その後彼らはどうなるのか?22節を見ると、「彼らは囚人が地下牢に集められるように集められ、牢獄に閉じこめられ、それから何年かたって後、罰せられる。」とあります。「囚人の地下牢」とはハデスのことです。天の大軍も地上の王達もみなその地下牢に投げ込まれ、鎖でつながれます。詳しくは黙示録の20章以降を参照してください。そして、ここには「それから何年かたって後、罰せられる」とあります。この何年かというのは千年間です。悪魔でありサタンである竜は、底知れぬ所に投げ入れられて千年間縛られているので、この地上には千年間平和な時代が訪れます。千年王国です。千年の間主イエスが王として君臨する平和な時代がやってくるのです。
しかしその千年が終わると罰せられます。千年の後に、竜と呼ばれるサタンが再び解き放たれるからです。なぜ神はそんなことをされたのでしょうか。永遠にサタンを地下牢に閉じこめておけば何の問題もないのに、そうやって自由にさせるからいろいろな問題が起こるんだ、とあなたは思われるかもしれません。しかし、人間はロボットではありません。自由意志を持つ者として造られました。その自由意志を用いて神を愛することを望んでおられるのです。ですから神がサタンを解き放たれるのは、千年間平和な時代を過ごした人間が、ほんとうに神を愛し神に従うのか、あるいは悪に従うのかの二者択一を迫るためなのです。栄光のからだに復活させられたクリスチャンは罪を犯すことはありません。イエスが再臨された空中に引き上げられたクリスチャンは朽ちないからだ、栄光のからだ、完全なからだを持っているので、再び罪を犯すことはないのです。これは患難時代を通った生身の人間、残された者がどうかということなのです。そして黙示録20章には海の砂ほどの人がサタンを選ぶとあります。(黙示録20:8)多くの者たちが惑わされサタンにつき従い、キリストに対抗しようとエルサレムを取り囲みます。そのときです。天から火が降ってきて、それらを焼き尽くします。そして永遠の火、ゲヘナに投げ込まれるわけです。これが白い御座のさばきという、神の最終的なさばきです。

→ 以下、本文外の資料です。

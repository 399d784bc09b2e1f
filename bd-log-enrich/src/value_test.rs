// shared-core - bitdrift's common client/server libraries
// Copyright Bitdrift, Inc. All rights reserved.
//
// Use of this source code is governed by a source available license that can be found in the
// LICENSE file or at:
// https://polyformproject.org/wp-content/uploads/2020/06/PolyForm-Shield-1.0.0.txt

#![allow(clippy::unwrap_used)]

use super::PropertyValue;
use bd_log_primitives::LogFieldValue;
use ordered_float::NotNan;
use pretty_assertions::assert_eq;
use serde::Serialize;

#[derive(Serialize)]
struct Order {
  id: u64,
  items: Vec<&'static str>,
}

#[test]
fn option_maps_to_null() {
  assert_eq!(PropertyValue::from(None::<u64>), PropertyValue::Null);
  assert_eq!(
    PropertyValue::from(Some(5u64)),
    PropertyValue::Scalar(LogFieldValue::U64(5))
  );
  assert!(PropertyValue::from(None::<String>).is_null());
}

#[test]
fn scalar_accessors() {
  let value = PropertyValue::from("acme");
  assert_eq!(value.as_str(), Some("acme"));
  assert_eq!(value.as_scalar(), Some(&LogFieldValue::from("acme")));
  assert_eq!(PropertyValue::from(1).as_str(), None);
  assert_eq!(PropertyValue::Null.as_scalar(), None);
}

#[test]
fn structured_from_serializable() {
  let value = PropertyValue::structured(&Order {
    id: 7,
    items: vec!["a", "b"],
  })
  .unwrap();

  assert_eq!(
    value,
    PropertyValue::Structured(serde_json::json!({ "id": 7, "items": ["a", "b"] }))
  );
  assert_eq!(value.as_scalar(), None);
}

#[test]
fn display() {
  assert_eq!(PropertyValue::Null.to_string(), "null");
  assert_eq!(PropertyValue::from(-1).to_string(), "-1");
  assert_eq!(
    PropertyValue::from(serde_json::json!([1, 2])).to_string(),
    "[1,2]"
  );
}

#[test]
fn floats_map_nan_to_null() {
  assert_eq!(
    PropertyValue::from(1.5f64),
    PropertyValue::Scalar(LogFieldValue::Double(NotNan::new(1.5).unwrap()))
  );
  assert_eq!(
    PropertyValue::from(0.25f32),
    PropertyValue::Scalar(LogFieldValue::Double(NotNan::new(0.25).unwrap()))
  );
  assert_eq!(PropertyValue::from(f64::NAN), PropertyValue::Null);
  assert_eq!(PropertyValue::from(f32::NAN), PropertyValue::Null);
  assert_eq!(PropertyValue::from(Some(f64::NAN)), PropertyValue::Null);
}
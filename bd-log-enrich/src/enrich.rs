// shared-core - bitdrift's common client/server libraries
// Copyright Bitdrift, Inc. All rights reserved.
//
// Use of this source code is governed by a source available license that can be found in the
// LICENSE file or at:
// https://polyformproject.org/wp-content/uploads/2020/06/PolyForm-Shield-1.0.0.txt

#[cfg(test)]
#[path = "./enrich_test.rs"]
mod enrich_test;

use crate::property_bag::{PropertyBag, PropertyRecord};
use crate::validate_property_name;
use crate::value::PropertyValue;
use ahash::AHashMap;
use bd_log_primitives::{EventPropertyValue, LogEvent, LogEventProperty, LogFieldValue};
use ordered_float::NotNan;
use serde_json::Value as JsonValue;
use std::borrow::Cow;

//
// PropertyFactory
//

/// Builds the property that gets attached to a log event from the contents of a bag record.
pub trait PropertyFactory {
  fn create_property(
    &self,
    name: &str,
    value: &PropertyValue,
    destructure_objects: bool,
  ) -> anyhow::Result<LogEventProperty>;
}

//
// DefaultPropertyFactory
//

/// Scalars are passed through as is. Structured values are expanded into a structure or sequence
/// when destructuring is requested, and rendered as their JSON text otherwise.
#[derive(Debug, Default, Clone, Copy)]
pub struct DefaultPropertyFactory;

impl DefaultPropertyFactory {
  fn event_value(value: &PropertyValue, destructure_objects: bool) -> EventPropertyValue {
    match value {
      PropertyValue::Null => EventPropertyValue::Null,
      PropertyValue::Scalar(v) => EventPropertyValue::Scalar(v.clone()),
      PropertyValue::Structured(json @ (JsonValue::Array(_) | JsonValue::Object(_)))
        if !destructure_objects =>
      {
        EventPropertyValue::Scalar(LogFieldValue::String(json.to_string()))
      },
      PropertyValue::Structured(json) => Self::destructure(json),
    }
  }

  fn destructure(json: &JsonValue) -> EventPropertyValue {
    match json {
      JsonValue::Null => EventPropertyValue::Null,
      JsonValue::Bool(b) => EventPropertyValue::Scalar(LogFieldValue::Boolean(*b)),
      JsonValue::Number(n) => EventPropertyValue::Scalar(
        if let Some(v) = n.as_u64() {
          LogFieldValue::U64(v)
        } else if let Some(v) = n.as_i64() {
          LogFieldValue::I64(v)
        } else {
          n.as_f64()
            .and_then(|v| NotNan::new(v).ok())
            .map_or_else(|| LogFieldValue::String(n.to_string()), LogFieldValue::Double)
        },
      ),
      JsonValue::String(s) => EventPropertyValue::Scalar(LogFieldValue::String(s.clone())),
      JsonValue::Array(items) => {
        EventPropertyValue::Sequence(items.iter().map(Self::destructure).collect())
      },
      JsonValue::Object(members) => EventPropertyValue::Structure(
        members
          .iter()
          .map(|(key, value)| (Cow::Owned(key.clone()), Self::destructure(value)))
          .collect(),
      ),
    }
  }
}

impl PropertyFactory for DefaultPropertyFactory {
  fn create_property(
    &self,
    name: &str,
    value: &PropertyValue,
    destructure_objects: bool,
  ) -> anyhow::Result<LogEventProperty> {
    validate_property_name("name", name)?;

    Ok(LogEventProperty::new(
      name.to_string(),
      Self::event_value(value, destructure_objects),
    ))
  }
}

//
// LogEventTarget
//

/// A structured log event that properties can be attached to.
pub trait LogEventTarget {
  /// Installs the property unless the target already carries a property with the same name.
  /// Returns whether the property was installed.
  fn add_property_if_absent(&mut self, property: LogEventProperty) -> anyhow::Result<bool>;
}

impl LogEventTarget for LogEvent {
  fn add_property_if_absent(&mut self, property: LogEventProperty) -> anyhow::Result<bool> {
    Ok(Self::add_property_if_absent(self, property))
  }
}

//
// ErrorData
//

/// Auxiliary data attached to an error, keyed by exact name.
pub type ErrorDataStore = AHashMap<String, PropertyValue>;

/// An error type that carries a mutable side channel data store.
pub trait ErrorData {
  fn data_mut(&mut self) -> &mut ErrorDataStore;
}

//
// PropertySink
//

/// Receives the records of a bag when it is applied.
pub trait PropertySink {
  fn install(&mut self, record: &PropertyRecord) -> anyhow::Result<()>;
}

//
// LogEventSink
//

/// Installs records on a log event only if the event does not already carry the property. Which
/// properties are considered already present is decided by the event.
pub struct LogEventSink<'a, T: ?Sized, F: ?Sized> {
  target: &'a mut T,
  factory: &'a F,
}

impl<'a, T: LogEventTarget + ?Sized, F: PropertyFactory + ?Sized> LogEventSink<'a, T, F> {
  pub fn new(target: &'a mut T, factory: &'a F) -> Self {
    Self { target, factory }
  }
}

impl<T: LogEventTarget + ?Sized, F: PropertyFactory + ?Sized> PropertySink
  for LogEventSink<'_, T, F>
{
  fn install(&mut self, record: &PropertyRecord) -> anyhow::Result<()> {
    let property = self.factory.create_property(
      record.name(),
      record.value(),
      record.destructure_objects(),
    )?;

    if !self.target.add_property_if_absent(property)? {
      log::trace!(
        "log event already carries property {:?}, skipping",
        record.name()
      );
    }

    Ok(())
  }
}

//
// ErrorDataSink
//

/// Always installs records, replacing any entry with the same name. Error data stores have no
/// notion of "if absent", so unlike `LogEventSink` the last writer wins.
pub struct ErrorDataSink<'a, E: ?Sized> {
  target: &'a mut E,
}

impl<'a, E: ErrorData + ?Sized> ErrorDataSink<'a, E> {
  pub fn new(target: &'a mut E) -> Self {
    Self { target }
  }

  fn assign(&mut self, record: &PropertyRecord) {
    self
      .target
      .data_mut()
      .insert(record.name().to_string(), record.value().clone());
  }
}

impl<E: ErrorData + ?Sized> PropertySink for ErrorDataSink<'_, E> {
  fn install(&mut self, record: &PropertyRecord) -> anyhow::Result<()> {
    self.assign(record);
    Ok(())
  }
}

//
// PropertyBag application
//

impl PropertyBag {
  /// Hands every record to the sink, in insertion order. Stops at the first failure; records
  /// installed before the failure stay installed.
  pub fn enrich<S: PropertySink + ?Sized>(&self, sink: &mut S) -> anyhow::Result<()> {
    for record in self.records() {
      sink.install(record)?;
    }

    Ok(())
  }

  /// Attaches every property to the log event, skipping properties the event already carries.
  /// Failures from the factory or the target are returned unchanged.
  pub fn apply_to<T: LogEventTarget + ?Sized, F: PropertyFactory + ?Sized>(
    &self,
    target: &mut T,
    factory: &F,
  ) -> anyhow::Result<()> {
    self.enrich(&mut LogEventSink::new(target, factory))
  }

  /// Writes every property into the error's data store, overwriting existing entries with the
  /// same name. The destructure flag does not apply here.
  pub fn populate<'a, E: ErrorData + ?Sized>(&self, target: &'a mut E) -> &'a mut E {
    let mut sink = ErrorDataSink::new(&mut *target);
    for record in self.records() {
      sink.assign(record);
    }

    target
  }
}

//
// ErrorDataExt
//

pub trait ErrorDataExt: ErrorData + Sized {
  /// Populates the data store of this error from the bag and returns the error.
  #[must_use]
  fn populate(mut self, bag: &PropertyBag) -> Self {
    bag.populate(&mut self);
    self
  }
}

impl<E: ErrorData> ErrorDataExt for E {}

//
// EnrichedError
//

/// A general purpose error that carries auxiliary data.
#[derive(Debug)]
pub struct EnrichedError {
  message: String,
  source: Option<anyhow::Error>,
  data: ErrorDataStore,
}

impl EnrichedError {
  #[must_use]
  pub fn new(message: impl Into<String>) -> Self {
    Self {
      message: message.into(),
      source: None,
      data: ErrorDataStore::new(),
    }
  }

  #[must_use]
  pub fn with_source(message: impl Into<String>, source: impl Into<anyhow::Error>) -> Self {
    Self {
      source: Some(source.into()),
      ..Self::new(message)
    }
  }

  #[must_use]
  pub fn message(&self) -> &str {
    &self.message
  }

  #[must_use]
  pub const fn data(&self) -> &ErrorDataStore {
    &self.data
  }
}

impl ErrorData for EnrichedError {
  fn data_mut(&mut self) -> &mut ErrorDataStore {
    &mut self.data
  }
}

impl std::fmt::Display for EnrichedError {
  fn fmt(&self, f: &mut std::fmt::Formatter<'_>) -> std::fmt::Result {
    write!(f, "{}", self.message)
  }
}

impl std::error::Error for EnrichedError {
  fn source(&self) -> Option<&(dyn std::error::Error + 'static)> {
    self
      .source
      .as_deref()
      .map(|e| e as &(dyn std::error::Error + 'static))
  }
}
// shared-core - bitdrift's common client/server libraries
// Copyright Bitdrift, Inc. All rights reserved.
//
// Use of this source code is governed by a source available license that can be found in the
// LICENSE file or at:
// https://polyformproject.org/wp-content/uploads/2020/06/PolyForm-Shield-1.0.0.txt

#[cfg(test)]
#[path = "./naming_test.rs"]
mod naming_test;

use crate::{Result, validate_property_name};
use arc_swap::ArcSwap;
use serde::Deserialize;
use std::sync::Arc;

/// The property name used for the source member unless configured otherwise.
pub const DEFAULT_PROPERTY_NAME: &str = "SourceMember";

//
// NamingConfig
//

/// Serialized form of the naming configuration.
#[derive(Deserialize, Debug, Clone, PartialEq, Eq)]
#[serde(default, deny_unknown_fields)]
pub struct NamingConfig {
  pub source_member_property_name: String,
}

impl Default for NamingConfig {
  fn default() -> Self {
    Self {
      source_member_property_name: DEFAULT_PROPERTY_NAME.to_string(),
    }
  }
}

impl NamingConfig {
  pub fn from_yaml(yaml: &str) -> anyhow::Result<Self> {
    Ok(serde_yaml::from_str(yaml)?)
  }
}

//
// SourceMemberNaming
//

/// Controls the name of the property that holds the source member. This is meant to be created
/// once and shared (e.g. via `Arc`) by everything that builds property bags. The name is read on
/// every use, so a change made through `set_property_name` applies to all later bag operations,
/// including those on bags created before the change.
#[derive(Debug)]
pub struct SourceMemberNaming {
  property_name: ArcSwap<String>,
}

impl Default for SourceMemberNaming {
  fn default() -> Self {
    Self {
      property_name: ArcSwap::from_pointee(DEFAULT_PROPERTY_NAME.to_string()),
    }
  }
}

impl SourceMemberNaming {
  #[must_use]
  pub fn new() -> Self {
    Self::default()
  }

  pub fn with_property_name(property_name: &str) -> Result<Self> {
    validate_property_name("property_name", property_name)?;
    Ok(Self {
      property_name: ArcSwap::from_pointee(property_name.to_string()),
    })
  }

  pub fn from_config(config: &NamingConfig) -> Result<Self> {
    Self::with_property_name(&config.source_member_property_name)
  }

  #[must_use]
  pub fn property_name(&self) -> Arc<String> {
    self.property_name.load_full()
  }

  /// Replaces the property name. Fails if the new name is empty or whitespace, in which case the
  /// current name is kept.
  pub fn set_property_name(&self, property_name: &str) -> Result<()> {
    validate_property_name("property_name", property_name)?;

    let previous = self
      .property_name
      .swap(Arc::new(property_name.to_string()));
    log::debug!("source member property name changed from {previous:?} to {property_name:?}");

    Ok(())
  }
}
// shared-core - bitdrift's common client/server libraries
// Copyright Bitdrift, Inc. All rights reserved.
//
// Use of this source code is governed by a source available license that can be found in the
// LICENSE file or at:
// https://polyformproject.org/wp-content/uploads/2020/06/PolyForm-Shield-1.0.0.txt

#![deny(
  clippy::expect_used,
  clippy::panic,
  clippy::todo,
  clippy::unimplemented,
  clippy::unreachable,
  clippy::unwrap_used
)]

#[cfg(test)]
#[path = "./lib_test.rs"]
mod lib_test;

use parking_lot::Mutex;
use tracing_subscriber::layer::SubscriberExt;
use tracing_subscriber::reload::Handle;
use tracing_subscriber::util::SubscriberInitExt;
use tracing_subscriber::{EnvFilter, Registry};

const DEFAULT_FILTER: &str = "info";

// Set once the process wide subscriber has been installed.
static FILTER_HANDLE: Mutex<Option<Handle<EnvFilter, Registry>>> = Mutex::new(None);

/// Installs a stderr subscriber filtered by `RUST_LOG` (default `info`). Records emitted through
/// the `log` facade end up in the same subscriber. Fails if a global subscriber already exists.
pub fn initialize() -> anyhow::Result<()> {
  let filter = EnvFilter::new(std::env::var("RUST_LOG").as_deref().unwrap_or(DEFAULT_FILTER));
  let (filter, handle) = tracing_subscriber::reload::Layer::new(filter);

  Registry::default()
    .with(filter)
    .with(
      tracing_subscriber::fmt::layer()
        .with_writer(std::io::stderr)
        .with_ansi(std::env::var("BD_LOG_ANSI").is_ok())
        .compact(),
    )
    .try_init()?;

  *FILTER_HANDLE.lock() = Some(handle);
  Ok(())
}

#[must_use]
pub fn is_initialized() -> bool {
  FILTER_HANDLE.lock().is_some()
}

/// Replaces the active filter with `directives`, using `RUST_LOG` syntax.
pub fn set_filter(directives: &str) -> anyhow::Result<()> {
  FILTER_HANDLE
    .lock()
    .as_ref()
    .ok_or_else(|| anyhow::anyhow!("logging is not initialized"))?
    .reload(directives)?;

  // The `log` bridge caches its own max level.
  log::set_max_level(tracing_log::AsLog::as_log(
    &tracing_subscriber::filter::LevelFilter::current(),
  ));
  log::debug!("log filter set to {directives:?}");

  Ok(())
}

そして新しい天と新しい地です。黙示録21章です。新しい天と新しい地がもたらされます。以前の天と、以前の地は過ぎ去ります。新しい天と新しい地が天から下ってきて、そこで永遠に主とともに過ごします。そこには太陽も月もありません。なぜなら、イエス様ご自身が都の太陽だからです。そのイエスの輝きがあまりにもすごいので、太陽や月の輝きもかげってしまうほどです。万軍の主がシオンの山、エルサレムで王となり、栄光がその長老たちの前で輝くからであるとは、そのことを指しているのです。ですから、このイザヤ書24章が「イザヤの黙示録」と呼ばれているゆえんはここにあります。神の永遠のご計画の全体をあますところなく語っているからです。
そして、この箇所からわかることは、最終的に主は勝利されるということです。皆さん、なぜ私たちは主を賛美するのでしょうか。それはこの方が究極的な勝利を与えてくださるからです。イザヤが見た主は、エルサレムに着座された方は、究極的に敵であるサタンと世のすべての悪を滅ぼされる勝利の主です。その王座に着かれる主の姿こそ、私たちの希望です。私たちが主を賛美するのは、主が究極的な勝利を与えてくださるからです。
あなたはが今見ているのは何ですか。目の前のさまざまな問題ですか。それとも世の終わりにもたらされる究極的な勝利ですか。勝利者であらるイエスをあなたの心の王として迎え、この方に心からの賛美をささげようではありませんか。